So this particular period, the two, three, four months in and around 30-June are so central to provide a cohesive political solution into which all the ethnic groups can buy. That's an enormous challenge.
O'BRIEN: I should say. Dan Christman, good insights, thank you for your time, appreciate it -- Kyra.
CHRISTMAN: Thank you, Miles.
PHILLIPS: Well, the biggest names in law enforcement will sit in front of the 9/11 Commission this week. Exhibit A, the August 6 Presidential Briefing issued just a few weeks before the attacks.
Details from Elaine Quijano in Washington.
(BEGIN VIDEOTAPE)
ELAINE QUIJANO, CNN CORRESPONDENT (voice-over): President Bush maintains the information in the now-declassified August 6, 2001, PDB, or Presidential Daily Briefing wasn't detailed enough for the U.S. to prevent September 11.
GEORGE W. BUSH, PRESIDENT OF THE UNITED STATES: There was not a time and place of an attack. And it was -- it said Osama bin Laden had designs on America. Well, I knew that. What I wanted to know was, is there anything specifically going to take place in America that we needed to react to?

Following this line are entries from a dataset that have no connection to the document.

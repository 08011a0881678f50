// Licensed to the Apache Software Foundation (ASF) under one
// or more contributor license agreements.  See the NOTICE file
// distributed with this work for additional information
// regarding copyright ownership.  The ASF licenses this file
// to you under the Apache License, Version 2.0 (the
// "License"); you may not use this file except in compliance
// with the License.  You may obtain a copy of the License at
//
//   http://www.apache.org/licenses/LICENSE-2.0
//
// Unless required by applicable law or agreed to in writing,
// software distributed under the License is distributed on an
// "AS IS" BASIS, WITHOUT WARRANTIES OR CONDITIONS OF ANY
// KIND, either express or implied.  See the License for the
// specific language governing permissions and limitations
// under the License.

use std::net::SocketAddr;
use std::sync::Arc;

use clap::Parser;
use log::{info, warn};

use marathon_core::error::Result;
use marathon_core::mesos::{Filters, MesosDriver, MesosOperation};
use marathon_core::model::group::Group;
use marathon_scheduler::state::backend::memory::MemoryStateBackendClient;
#[cfg(feature = "sled")]
use marathon_scheduler::state::backend::sled::SledStateBackendClient;
use marathon_scheduler::state::leader::StaticLeaderElection;
use marathon_scheduler::{
    InstanceTracker, LaunchQueue, NoopMetricsCollector, ResidencyTaskLostBehavior, SchedulerAdapter,
    SchedulerConfig, SchedulerMetricsCollector, StateBackendClient, StorageBackend,
};

/// Command line flags for the Marathon scheduling core, grounded in the
/// `clap`-derive style used throughout the workspace's config types.
#[derive(Parser, Debug)]
#[clap(name = "marathon-scheduler", about = "Marathon scheduling core")]
struct Args {
    #[clap(long, arg_enum, default_value = "memory")]
    storage: StorageBackend,

    #[clap(long, default_value = "/var/lib/marathon/state")]
    sled_path: String,

    #[clap(long)]
    local_region: Option<String>,

    #[clap(long)]
    local_zone: Option<String>,

    #[clap(long, default_value_t = 2)]
    max_instances_per_offer: u32,

    #[clap(long, arg_enum, default_value = "wait-forever")]
    residency_task_lost_behavior: ResidencyTaskLostBehavior,

    #[clap(long, default_value = "0.0.0.0:9090")]
    metrics_bind_addr: SocketAddr,
}

/// Stands in for a real broker connection. Marathon's core only models the
/// callback-and-action contract (`marathon_core::mesos`); a concrete
/// framework-scheduler-driver implementation connecting to a live Mesos
/// master is an external collaborator, matching the Non-goal in §1.
struct UnconnectedMesosDriver;

#[async_trait::async_trait]
impl MesosDriver for UnconnectedMesosDriver {
    async fn accept_offers(
        &self,
        offer_ids: Vec<String>,
        _operations: Vec<MesosOperation>,
        _filters: Filters,
    ) -> Result<()> {
        warn!("no resource broker connection configured; dropping accept for {offer_ids:?}");
        Ok(())
    }

    async fn decline_offer(&self, _offer_id: String, _filters: Filters) -> Result<()> {
        Ok(())
    }

    async fn kill_task(&self, _task_id: String) -> Result<()> {
        Ok(())
    }

    async fn reconcile_tasks(&self, _task_ids: Vec<String>) -> Result<()> {
        Ok(())
    }

    async fn revive_offers(&self) -> Result<()> {
        Ok(())
    }

    async fn suppress_offers(&self) -> Result<()> {
        Ok(())
    }

    async fn stop(&self, _failover: bool) -> Result<()> {
        Ok(())
    }
}

#[cfg(feature = "prometheus-metrics")]
async fn serve_metrics(addr: SocketAddr) {
    use warp::Filter;

    let route = warp::path("metrics").and_then(|| async move {
        marathon_scheduler::metrics::prometheus::get_metrics()
            .map_err(|_| warp::reject::reject())
    });

    info!("serving metrics on {addr}");
    warp::serve(route).run(addr).await;
}

#[cfg(not(feature = "prometheus-metrics"))]
async fn serve_metrics(_addr: SocketAddr) {}

#[cfg(feature = "prometheus-metrics")]
fn build_metrics_collector() -> Result<Arc<dyn SchedulerMetricsCollector>> {
    marathon_scheduler::metrics::prometheus::PrometheusMetricsCollector::current()
}

#[cfg(not(feature = "prometheus-metrics"))]
fn build_metrics_collector() -> Result<Arc<dyn SchedulerMetricsCollector>> {
    Ok(Arc::new(NoopMetricsCollector))
}

#[tokio::main]
async fn main() -> Result<()> {
    env_logger::init();

    let args = Args::parse();

    let mut config = SchedulerConfig::default()
        .with_max_instances_per_offer(args.max_instances_per_offer)
        .with_storage_backend(args.storage);
    config.residency_task_lost_behavior = args.residency_task_lost_behavior;

    let state: Arc<dyn StateBackendClient> = match args.storage {
        StorageBackend::Memory => Arc::new(MemoryStateBackendClient::new()),
        #[cfg(feature = "sled")]
        StorageBackend::Sled => Arc::new(SledStateBackendClient::new(&args.sled_path)?),
        #[cfg(not(feature = "sled"))]
        StorageBackend::Sled => {
            panic!("built without the `sled` feature; rebuild with --features sled")
        }
    };

    let tracker = InstanceTracker::spawn(state, &config);
    let launch_queue = LaunchQueue::new(&config);
    let driver = Arc::new(UnconnectedMesosDriver);
    let group = Group::root(1);
    let leader = Arc::new(StaticLeaderElection::new());
    let metrics = build_metrics_collector()?;

    let adapter = SchedulerAdapter::new(
        tracker,
        launch_queue,
        driver,
        group,
        config,
        args.local_region.clone(),
        leader,
        metrics,
    )?;

    info!(
        "marathon scheduler started (region={:?}, zone={:?})",
        args.local_region, args.local_zone
    );

    tokio::spawn(serve_metrics(args.metrics_bind_addr));

    // Keeps the adapter's event-loop actor alive for the life of the
    // process; a real deployment's broker connection drives `adapter`
    // through its `MesosCallbacks` impl instead of this idle wait.
    let _ = adapter;
    std::future::pending::<()>().await;
    Ok(())
}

QUIJANO: But critics, including a Democratic member of the September 11 Commission, say that PDB contained important pieces of the puzzle that should have been taken into context with the spike in intelligence chatter during the summer of 2001.
RICHARD BEN-VENISTE (D), 9/11 COMMISSION MEMBER: There was a lot of focus overseas, but the CIA author of this PDB, by stressing the fact that bin Laden was determined to strike in the United States, and was telling the president that we ought to look here, as well.
QUIJANO: This week the commission turns its attention to law enforcement and intelligence officials past and present. Among those scheduled to testify, former FBI Director Louis Freeh, as well as Attorney General John Ashcroft, who, a source tells CNN, is not believed to have received a copy of that August 6 PDB.
Ashcroft and others are expected face tough questions on whether the Justice Department made fighting terrorism a top priority and what specific steps the FBI took to investigate the terror threats that existed in the summer of 2001.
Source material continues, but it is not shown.